Says Teo, "This is the most difficult part of the whole thing. As a private student, you don't have peer pressure to push you on or fierce lecturers to keep you on your toes in and out of class. Self-motivation is the only way to survive.
"Then there is the problem of other commitments competing for priority. Thus it is the student who manages to strike a right balance between all this who will stand a chance of passing the course." Austin Pereira, administrative manager at Stamford College, which has a sizable number of law undergraduates, "Thus it is the student who manages to strike a right balance... who will stand a chance of passing the course." agrees with Teo and says that because of what the external student has to go through, more is seen in the qualification via the external program than the internal one. Because of this, some go as far as to say that lawyers who pass the LLB as external students are special and that employers thus are bent towards these tireless lawyers, ostensibly showing preference for them. Others, however, are quick to differ. They say undergraduates like those in the National University of Singapore (NUS) are the crème de la crème of each year's crop of students. Thus, they are not only basically bright students who have been consistently performing well; they are also students who have had to compete to out-perform each other for the best grades. Thus, employers snap up the local graduates first and only then start to look to the better external graduates.

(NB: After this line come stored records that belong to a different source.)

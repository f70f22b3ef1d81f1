use std::future::Future;
use std::sync::Arc;

use tracing::{debug, info};

use crate::clock::Clock;
use crate::error::StockResult;
use crate::models::{NewInboxMessage, INBOX_PROCESSED, INBOX_RECEIVED};
use crate::store::LedgerStore;

#[derive(Debug, Clone, Copy, PartialEq, Eq)]
pub enum InboxOutcome {
    Processed,
    AlreadyProcessed,
}

/// Consumer-side dedup: records the message id before handling, so a handler
/// runs at most once per message even under transport redelivery.
///
/// A handler failure leaves the row in `received` state; the next redelivery
/// of the same message id retries the handler instead of skipping it.
#[derive(Clone)]
pub struct InboxProcessor {
    store: Arc<dyn LedgerStore>,
    clock: Arc<dyn Clock>,
    consumer: String,
}

impl InboxProcessor {
    pub fn new(store: Arc<dyn LedgerStore>, clock: Arc<dyn Clock>, consumer: impl Into<String>) -> Self {
        Self {
            store,
            clock,
            consumer: consumer.into(),
        }
    }

    pub async fn process_once<F, Fut>(
        &self,
        message_id: &str,
        message_type: &str,
        content: serde_json::Value,
        handler: F,
    ) -> StockResult<InboxOutcome>
    where
        F: FnOnce() -> Fut + Send,
        Fut: Future<Output = StockResult<()>> + Send,
    {
        let inserted = self
            .store
            .try_insert_inbox(NewInboxMessage {
                message_id: message_id.to_string(),
                message_type: message_type.to_string(),
                content,
                consumer: Some(self.consumer.clone()),
                status: INBOX_RECEIVED.to_string(),
                received_at: self.clock.now(),
            })
            .await?;

        if !inserted {
            let existing = self.store.get_inbox_message(message_id).await?;
            let done = existing
                .map(|m| m.status == INBOX_PROCESSED)
                .unwrap_or(false);
            if done {
                debug!(message_id, "duplicate message, already processed");
                return Ok(InboxOutcome::AlreadyProcessed);
            }
            // Row exists but is still `received`: a previous delivery failed
            // mid-handling, so this redelivery retries the handler.
            info!(message_id, "retrying previously failed message");
        }

        handler().await?;

        self.store
            .mark_inbox_processed(message_id, self.clock.now())
            .await?;
        Ok(InboxOutcome::Processed)
    }
}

Says Adrian Tan, 27, a locally trained lawyer. "Just using the LLB alone as a yardstick may be too simplistic a measure. Though it can be said that in the balance of probability, local graduates could be expected to perform better; some external students have one clear advantage because of work experience and this is an important fact affecting the performance of a lawyer." Raymond Teo's view is that local graduates will find it difficult to match up to external students who had done the course late in life because the latter face the course not as freshmen but as mature students who have had work experience and perhaps, and more importantly, real-life experiences as to how the law works and what it really is all about. The issue that bothers most external students, however, is the prospects of practicing law in Singapore once they make the grade. Many are bothered by the belief that the market for lawyers here is on the verge of saturation. Press reports point out that last year alone, there were some 2,000 students who sat for their bar finals. If all these students decide to practice, then there will certainly be an oversupply of lawyers. But fortunately, the report assures, not all decide to practice. Many use the LLB as a stepping stone, or if you like, a passport to a better job or promotion. Some of the more prominent figures who have moved further up in life via the external degree include HE Mr. VK Rajan, the former Chief of Protocol at the Ministry of Foreign Affairs and now the Singapore High Commissioner to New Zealand. Then there is the oft-cited name in the dailies when it comes to defense in criminal cases, Leo Fernando. And there's also the journalist turned lawyer, David Gabriel, who still keeps links with his life before law by writing the legal column in various journals. It takes a minimum of three years to obtain a degree, but to become a
practicing lawyer, it takes a total of five years. The LLB (Hons) is only a degree and it does not give one the right to practice. For this, the graduate has to do his bar finals. This is done at one of the Inns (short for Institution) of Law like Middle Temple, the place where Senior Minister Mr. Lee Kuan Yew did his finals. Then it's back to Singapore to do the Practicing Law Certificate (PLC), which then qualifies you to practice."